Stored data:

↓↓↓

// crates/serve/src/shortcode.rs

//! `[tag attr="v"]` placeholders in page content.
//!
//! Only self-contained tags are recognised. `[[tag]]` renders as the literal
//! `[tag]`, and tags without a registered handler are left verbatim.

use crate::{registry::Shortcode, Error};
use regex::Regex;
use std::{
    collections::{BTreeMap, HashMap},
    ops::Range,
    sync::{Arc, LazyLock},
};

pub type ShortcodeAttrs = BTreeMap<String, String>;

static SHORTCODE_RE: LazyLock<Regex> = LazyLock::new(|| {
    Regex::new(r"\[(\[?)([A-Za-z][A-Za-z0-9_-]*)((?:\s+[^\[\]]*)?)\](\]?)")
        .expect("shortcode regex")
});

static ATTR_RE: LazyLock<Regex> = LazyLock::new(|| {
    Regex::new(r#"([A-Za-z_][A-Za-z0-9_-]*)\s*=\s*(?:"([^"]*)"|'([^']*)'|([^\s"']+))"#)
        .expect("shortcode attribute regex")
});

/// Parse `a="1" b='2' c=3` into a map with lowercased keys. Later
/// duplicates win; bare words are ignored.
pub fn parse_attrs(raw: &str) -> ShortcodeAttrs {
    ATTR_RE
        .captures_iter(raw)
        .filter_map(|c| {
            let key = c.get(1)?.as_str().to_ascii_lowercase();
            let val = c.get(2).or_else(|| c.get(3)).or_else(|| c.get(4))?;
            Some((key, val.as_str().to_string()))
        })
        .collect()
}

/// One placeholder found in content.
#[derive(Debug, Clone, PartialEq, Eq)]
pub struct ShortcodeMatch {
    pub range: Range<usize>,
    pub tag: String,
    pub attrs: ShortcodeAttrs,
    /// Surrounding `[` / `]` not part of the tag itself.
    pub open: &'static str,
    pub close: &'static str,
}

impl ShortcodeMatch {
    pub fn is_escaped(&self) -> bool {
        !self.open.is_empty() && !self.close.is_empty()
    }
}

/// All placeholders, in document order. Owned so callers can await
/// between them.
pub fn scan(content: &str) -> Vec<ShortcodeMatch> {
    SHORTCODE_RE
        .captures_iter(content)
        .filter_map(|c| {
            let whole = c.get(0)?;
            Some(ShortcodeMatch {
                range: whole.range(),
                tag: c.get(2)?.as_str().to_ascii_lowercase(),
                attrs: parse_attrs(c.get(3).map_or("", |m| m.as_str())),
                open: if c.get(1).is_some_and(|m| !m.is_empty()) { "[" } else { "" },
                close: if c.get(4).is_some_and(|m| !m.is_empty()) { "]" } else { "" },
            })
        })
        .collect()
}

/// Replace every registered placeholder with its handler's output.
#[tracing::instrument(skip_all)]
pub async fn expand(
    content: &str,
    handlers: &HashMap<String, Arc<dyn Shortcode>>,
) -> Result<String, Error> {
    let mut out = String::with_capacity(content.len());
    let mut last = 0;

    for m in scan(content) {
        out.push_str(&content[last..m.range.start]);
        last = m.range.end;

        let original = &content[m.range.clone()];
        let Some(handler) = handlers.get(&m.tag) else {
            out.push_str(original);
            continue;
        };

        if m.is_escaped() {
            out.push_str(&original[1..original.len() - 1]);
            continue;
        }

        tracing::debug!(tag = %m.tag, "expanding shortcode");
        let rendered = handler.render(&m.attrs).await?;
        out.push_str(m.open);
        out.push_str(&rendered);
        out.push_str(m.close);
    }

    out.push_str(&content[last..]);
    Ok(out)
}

↑↑↑
↓↓↓

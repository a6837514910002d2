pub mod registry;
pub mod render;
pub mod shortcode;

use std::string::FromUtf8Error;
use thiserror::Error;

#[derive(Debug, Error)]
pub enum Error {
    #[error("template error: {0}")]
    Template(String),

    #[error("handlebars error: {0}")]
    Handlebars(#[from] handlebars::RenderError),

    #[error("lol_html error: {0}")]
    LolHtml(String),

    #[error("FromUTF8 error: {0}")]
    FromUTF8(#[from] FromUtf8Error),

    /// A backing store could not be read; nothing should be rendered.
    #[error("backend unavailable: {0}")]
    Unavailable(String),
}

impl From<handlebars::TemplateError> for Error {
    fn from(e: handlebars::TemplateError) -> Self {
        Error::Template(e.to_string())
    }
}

↑↑↑
↓↓↓

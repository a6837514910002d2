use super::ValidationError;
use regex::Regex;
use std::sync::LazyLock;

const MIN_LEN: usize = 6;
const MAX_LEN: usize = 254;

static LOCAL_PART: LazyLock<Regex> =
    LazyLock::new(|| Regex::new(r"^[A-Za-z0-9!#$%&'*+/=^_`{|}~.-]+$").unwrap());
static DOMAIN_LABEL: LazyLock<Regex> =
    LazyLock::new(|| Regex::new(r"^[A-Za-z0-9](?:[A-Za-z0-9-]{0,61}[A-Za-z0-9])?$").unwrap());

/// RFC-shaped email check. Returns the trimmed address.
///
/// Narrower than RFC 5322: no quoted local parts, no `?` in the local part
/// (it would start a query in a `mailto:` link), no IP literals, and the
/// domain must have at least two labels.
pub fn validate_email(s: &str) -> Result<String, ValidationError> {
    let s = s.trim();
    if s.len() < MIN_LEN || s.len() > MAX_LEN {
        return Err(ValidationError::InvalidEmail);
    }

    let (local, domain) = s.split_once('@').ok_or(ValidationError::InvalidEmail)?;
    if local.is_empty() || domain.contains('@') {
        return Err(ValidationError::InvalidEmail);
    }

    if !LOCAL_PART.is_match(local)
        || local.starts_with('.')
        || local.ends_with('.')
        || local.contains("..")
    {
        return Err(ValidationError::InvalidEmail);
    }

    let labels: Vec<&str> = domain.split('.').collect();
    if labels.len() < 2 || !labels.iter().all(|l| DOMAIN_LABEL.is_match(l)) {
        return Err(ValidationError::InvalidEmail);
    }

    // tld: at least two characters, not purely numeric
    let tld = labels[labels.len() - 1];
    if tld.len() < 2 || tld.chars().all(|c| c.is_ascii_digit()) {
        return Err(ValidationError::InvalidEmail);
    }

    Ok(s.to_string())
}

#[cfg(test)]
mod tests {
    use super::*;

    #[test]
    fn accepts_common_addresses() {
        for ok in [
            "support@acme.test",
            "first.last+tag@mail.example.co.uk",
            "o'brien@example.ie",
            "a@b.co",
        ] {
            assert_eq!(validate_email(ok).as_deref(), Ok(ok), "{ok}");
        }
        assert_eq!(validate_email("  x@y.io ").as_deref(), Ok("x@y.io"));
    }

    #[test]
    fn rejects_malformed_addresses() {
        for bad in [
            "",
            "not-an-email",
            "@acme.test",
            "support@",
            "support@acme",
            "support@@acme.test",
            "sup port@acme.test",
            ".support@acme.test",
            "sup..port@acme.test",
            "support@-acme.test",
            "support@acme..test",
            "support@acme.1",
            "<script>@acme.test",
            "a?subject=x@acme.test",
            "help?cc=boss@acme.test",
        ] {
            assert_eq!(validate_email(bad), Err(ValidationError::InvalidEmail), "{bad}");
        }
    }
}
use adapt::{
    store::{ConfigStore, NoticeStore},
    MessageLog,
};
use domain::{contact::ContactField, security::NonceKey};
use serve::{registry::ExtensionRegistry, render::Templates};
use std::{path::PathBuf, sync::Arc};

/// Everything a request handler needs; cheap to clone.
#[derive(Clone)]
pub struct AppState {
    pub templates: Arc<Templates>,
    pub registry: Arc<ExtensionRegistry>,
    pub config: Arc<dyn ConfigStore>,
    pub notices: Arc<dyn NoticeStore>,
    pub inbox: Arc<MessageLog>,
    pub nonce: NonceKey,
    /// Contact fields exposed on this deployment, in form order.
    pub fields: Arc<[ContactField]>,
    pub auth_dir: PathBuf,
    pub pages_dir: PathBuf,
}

↑↑↑

Exercise instructions: Show all lines above containing "HashMap".

Your response:
    collections::{BTreeMap, HashMap},
    handlers: &HashMap<String, Arc<dyn Shortcode>>,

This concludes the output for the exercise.